Byline: Kathleen Sweeney Staff Writer

SAUGUS - Father Michael Slattery touches the feet of the statue each morning before walking into the sanctuary and kneeling before the crucifix.

Like so many in his Saugus parish, and around the country, he prays each day for the canonization of Blessed Kateri Tekakwitha. The children at Blessed Kateri Catholic Church say a special prayer and the adult parishioners talk about spiritual favors they've received.

The 17th-century Blessed Kateri needs to be the intercessor in one more miracle before becoming the first American Indian to be declared by the Catholic Church as a saint, according to the Catholic Archdiocese in Los Angeles.

On Jan. 3, 1943, Pope Piux XII declared her a venerable, noting as miraculous that small pox scars vanished from her face as she died.
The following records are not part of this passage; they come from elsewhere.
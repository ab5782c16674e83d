use roqet_core::config::DatabaseConfig;
use roqet_core::diagnostics::error::ProbeError;
use roqet_core::diagnostics::port::{DatabaseHandle, StaticEnv};
use roqet_store::locator::locator_from_config;
use roqet_store::sqlite::SqliteDatabase;
use sqlx::sqlite::{SqliteConnectOptions, SqlitePoolOptions};

fn enabled() -> DatabaseConfig {
    DatabaseConfig {
        enabled: true,
        ..DatabaseConfig::default()
    }
}

#[tokio::test]
async fn test_disabled_collaborator_reports_module_not_found() {
    let env = StaticEnv::new([("DATABASE_URL", "sqlite::memory:")]);
    let locator = locator_from_config(&DatabaseConfig::default(), &env);
    assert!(matches!(locator.resolve().await, Err(ProbeError::ModuleNotFound)));
}

#[tokio::test]
async fn test_enabled_without_url_is_uninitialized() {
    let locator = locator_from_config(&enabled(), &StaticEnv::default());
    assert!(matches!(locator.resolve().await, Ok(None)));
}

#[tokio::test]
async fn test_sqlite_lists_tables_in_order() {
    let tmp_dir = tempfile::tempdir().unwrap();
    let db_path = tmp_dir.path().join("roqet.db");

    // 预先建库建表
    let options = SqliteConnectOptions::new()
        .filename(&db_path)
        .create_if_missing(true);
    let pool = SqlitePoolOptions::new().connect_with(options).await.unwrap();
    for table in ["watchlist", "journal", "alerts"] {
        sqlx::query(&format!("CREATE TABLE {} (id TEXT PRIMARY KEY)", table))
            .execute(&pool)
            .await
            .unwrap();
    }
    pool.close().await;

    let url = format!("sqlite://{}", db_path.display());
    let env = StaticEnv::new([("DATABASE_URL", url.as_str()), ("DATABASE_NAME", "roqet")]);
    let locator = locator_from_config(&enabled(), &env);

    let handle = locator.resolve().await.unwrap().unwrap();
    assert_eq!(handle.name().as_deref(), Some("roqet"));
    let names = handle.list_collection_names().await.unwrap();
    assert_eq!(names, vec!["alerts", "journal", "watchlist"]);
}

#[tokio::test]
async fn test_sqlite_without_name_var() {
    let handle = SqliteDatabase::connect_lazy("sqlite::memory:", None).unwrap();
    assert_eq!(handle.name(), None);
    assert!(handle.list_collection_names().await.unwrap().is_empty());
}

#[tokio::test]
async fn test_corrupt_file_surfaces_query_error() {
    let tmp_dir = tempfile::tempdir().unwrap();
    let db_path = tmp_dir.path().join("broken.db");
    std::fs::write(&db_path, vec![0xAB_u8; 4096]).unwrap();

    let handle =
        SqliteDatabase::connect_lazy(&format!("sqlite://{}", db_path.display()), None).unwrap();
    let res = handle.list_collection_names().await;
    let msg = match res {
        Err(ProbeError::Query(msg)) => msg,
        other => panic!("expected query error, got {:?}", other),
    };
    assert!(msg.contains("not a database"), "{}", msg);
}

#[tokio::test]
async fn test_unreachable_file_reports_driver_message() {
    let handle =
        SqliteDatabase::connect_lazy("sqlite:///nonexistent/dir/roqet.db", None).unwrap();
    let Err(err) = handle.list_collection_names().await else {
        panic!("listing a missing directory must fail");
    };
    // 只保留驱动原始信息，不带 sqlx 的包装前缀
    assert!(!err.detail().starts_with("error returned from database"));
    assert!(err.detail().starts_with("unable to open database file"), "{}", err.detail());
}

#[tokio::test]
async fn test_invalid_url_surfaces_connection_error() {
    let env = StaticEnv::new([("DATABASE_URL", "sqlite://roqet.db?mode=bogus")]);
    let locator = locator_from_config(&enabled(), &env);
    assert!(matches!(locator.resolve().await, Err(ProbeError::Connection(_))));
}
Then, on June 22, 1980, Pope John Paul II declared her beatified after a hearing-impaired boy in Phoenix heard his doctors speaking moments before he was scheduled to be wheeled into his third surgery to repair his ears.

How and when the power of the Lord comes through Blessed Kateri or others remains mysterious, Slattery said. No one knows why prayers are answered and miracles, which are extraordinary events that medical science cannot explain, are performed.
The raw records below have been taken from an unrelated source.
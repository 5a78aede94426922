// WHY: Aux report management for incremental batch runs - a complete
// report next to the source document marks work already done

use anyhow::Result;
use serde::{Deserialize, Serialize};
use std::io;
use std::path::{Path, PathBuf};
use tokio::io::{AsyncWriteExt, BufWriter};
use tracing::debug;

use crate::analyzer::AnalysisResult;

/// Generate the aux report path for a source document
///
/// `book.txt` maps to `book_analysis.json` in the same directory.
pub fn generate_report_path(source_path: &Path) -> PathBuf {
    let mut report_path = source_path.to_path_buf();
    let file_stem = report_path
        .file_stem()
        .and_then(|s| s.to_str())
        .unwrap_or("unknown");
    report_path.set_file_name(format!("{file_stem}_analysis.json"));
    report_path
}

/// Check whether an aux report exists for the given source document
pub fn report_exists<P: AsRef<Path>>(source_path: P) -> bool {
    generate_report_path(source_path.as_ref()).exists()
}

/// Read the aux report content for the given source document
pub fn read_report<P: AsRef<Path>>(source_path: P) -> Result<String, io::Error> {
    let report_path = generate_report_path(source_path.as_ref());
    std::fs::read_to_string(report_path)
}

/// Read the aux report content for the given source document (async version)
pub async fn read_report_async<P: AsRef<Path>>(source_path: P) -> Result<String, io::Error> {
    let report_path = generate_report_path(source_path.as_ref());
    tokio::fs::read_to_string(report_path).await
}

/// Write an analysis result as a pretty-printed JSON aux report
///
/// The report always ends with a trailing newline.
pub async fn write_analysis_report(
    source_path: &Path,
    result: &AnalysisResult,
) -> Result<PathBuf> {
    let report_path = generate_report_path(source_path);
    let json = serde_json::to_string_pretty(result)?;

    let file = tokio::fs::File::create(&report_path).await?;
    let mut writer = BufWriter::new(file);
    writer.write_all(json.as_bytes()).await?;
    writer.write_all(b"\n").await?;
    writer.flush().await?;

    debug!("Wrote analysis report: {}", report_path.display());
    Ok(report_path)
}

/// Per-document processing statistics for one batch run
#[derive(Serialize, Deserialize, Debug, Clone)]
pub struct FileStats {
    /// Source document path
    pub path: String,
    /// Number of characters analyzed
    pub chars_processed: u64,
    /// Words counted by the document parser
    pub words_counted: u64,
    /// Sentences counted by the document parser
    pub sentences_detected: u64,
    /// Detected language code, or "unknown"
    pub language: String,
    /// Classified content type
    pub content_type: String,
    /// Whether the analysis passed validation
    pub is_valid: bool,
    /// Wall-clock processing time in milliseconds
    pub processing_time_ms: u64,
    /// Processing status (success, skipped, failed)
    pub status: String,
    /// Error message if processing failed
    pub error: Option<String>,
}

impl FileStats {
    /// Stats entry for a document skipped because its report already exists
    pub fn skipped(path: &Path) -> Self {
        Self {
            path: path.display().to_string(),
            chars_processed: 0,
            words_counted: 0,
            sentences_detected: 0,
            language: "unknown".to_string(),
            content_type: "general".to_string(),
            is_valid: false,
            processing_time_ms: 0,
            status: "skipped".to_string(),
            error: None,
        }
    }

    /// Stats entry for a document that could not be processed
    pub fn failed(path: &Path, error: String) -> Self {
        Self {
            path: path.display().to_string(),
            chars_processed: 0,
            words_counted: 0,
            sentences_detected: 0,
            language: "unknown".to_string(),
            content_type: "general".to_string(),
            is_valid: false,
            processing_time_ms: 0,
            status: "failed".to_string(),
            error: Some(error),
        }
    }

    /// Stats entry for a successfully analyzed document
    pub fn success(
        path: &Path,
        chars_processed: u64,
        result: &AnalysisResult,
        processing_time_ms: u64,
    ) -> Self {
        let content_type = serde_json::to_value(result.content_type)
            .ok()
            .and_then(|v| v.as_str().map(str::to_string))
            .unwrap_or_else(|| "general".to_string());

        Self {
            path: path.display().to_string(),
            chars_processed,
            words_counted: result.structure.word_count as u64,
            sentences_detected: result.structure.sentence_count as u64,
            language: result.language.language.clone(),
            content_type,
            is_valid: result.is_valid,
            processing_time_ms,
            status: "success".to_string(),
            error: None,
        }
    }
}

/// Aggregate statistics for a whole batch run
#[derive(Serialize, Deserialize, Debug, Clone, Default)]
pub struct RunStats {
    pub files_discovered: u64,
    pub files_processed: u64,
    pub files_skipped: u64,
    pub files_failed: u64,
    pub total_chars: u64,
    pub total_words: u64,
    pub total_sentences: u64,
    pub total_time_ms: u64,
    pub files: Vec<FileStats>,
}

impl RunStats {
    /// Fold one file's stats into the run totals
    pub fn record(&mut self, stats: FileStats) {
        match stats.status.as_str() {
            "success" => {
                self.files_processed += 1;
                self.total_chars += stats.chars_processed;
                self.total_words += stats.words_counted;
                self.total_sentences += stats.sentences_detected;
            }
            "skipped" => self.files_skipped += 1,
            _ => self.files_failed += 1,
        }
        self.files.push(stats);
    }
}

/// Write run statistics as pretty-printed JSON
pub async fn write_run_stats(stats_path: &Path, stats: &RunStats) -> Result<()> {
    let json = serde_json::to_string_pretty(stats)?;

    if let Some(parent) = stats_path.parent() {
        if !parent.as_os_str().is_empty() {
            tokio::fs::create_dir_all(parent).await?;
        }
    }

    let file = tokio::fs::File::create(stats_path).await?;
    let mut writer = BufWriter::new(file);
    writer.write_all(json.as_bytes()).await?;
    writer.write_all(b"\n").await?;
    writer.flush().await?;

    debug!("Wrote run stats: {}", stats_path.display());
    Ok(())
}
``It's a mystery that can surface at any period of time,'' Slattery said.

Pope John Paul II added the first Chinese to the roll of saints during a Vatican canonization ceremony last weekend, declaring 120 Chinese Catholics and foreign missionaries to be martyrs who died in the anti-Western, anti-Christian Boxer Rebellion of 110 years ago.

The pope also decreed sainthood for three others, including Philadelphia socialite and philanthropist Katharine Drexel, who died in 1955.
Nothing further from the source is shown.